• _DATA_
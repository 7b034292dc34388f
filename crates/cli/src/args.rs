//! Command line arguments.

use chrono::NaiveDate;
use clap::Parser;
use std::path::PathBuf;

/// Fetch, render and publish one wind forecast release.
#[derive(Debug, Parser)]
#[command(name = "windmap", version)]
pub struct Args {
    /// Release hour to process (00 or 12). Defaults to the latest published release.
    pub release: Option<String>,

    /// Release date (YYYY-MM-DD). Defaults to today, UTC.
    #[arg(long)]
    pub date: Option<NaiveDate>,

    /// Path to a TOML config file.
    #[arg(long, env = "WINDMAP_CONFIG")]
    pub config: Option<PathBuf>,

    /// Emit logs as JSON lines.
    #[arg(long, env = "WINDMAP_LOG_JSON")]
    pub log_json: bool,

    /// Print the run report as JSON on stdout.
    #[arg(long)]
    pub report_json: bool,

    /// Check that the external tools are installed, then exit.
    #[arg(long)]
    pub check_tools: bool,
}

• _EXERCISE DETAILS_
How many lines in the listing above contain "NaiveDate"? Answer with the number alone.

• _ANSWER TO THIS EXERCISE_
2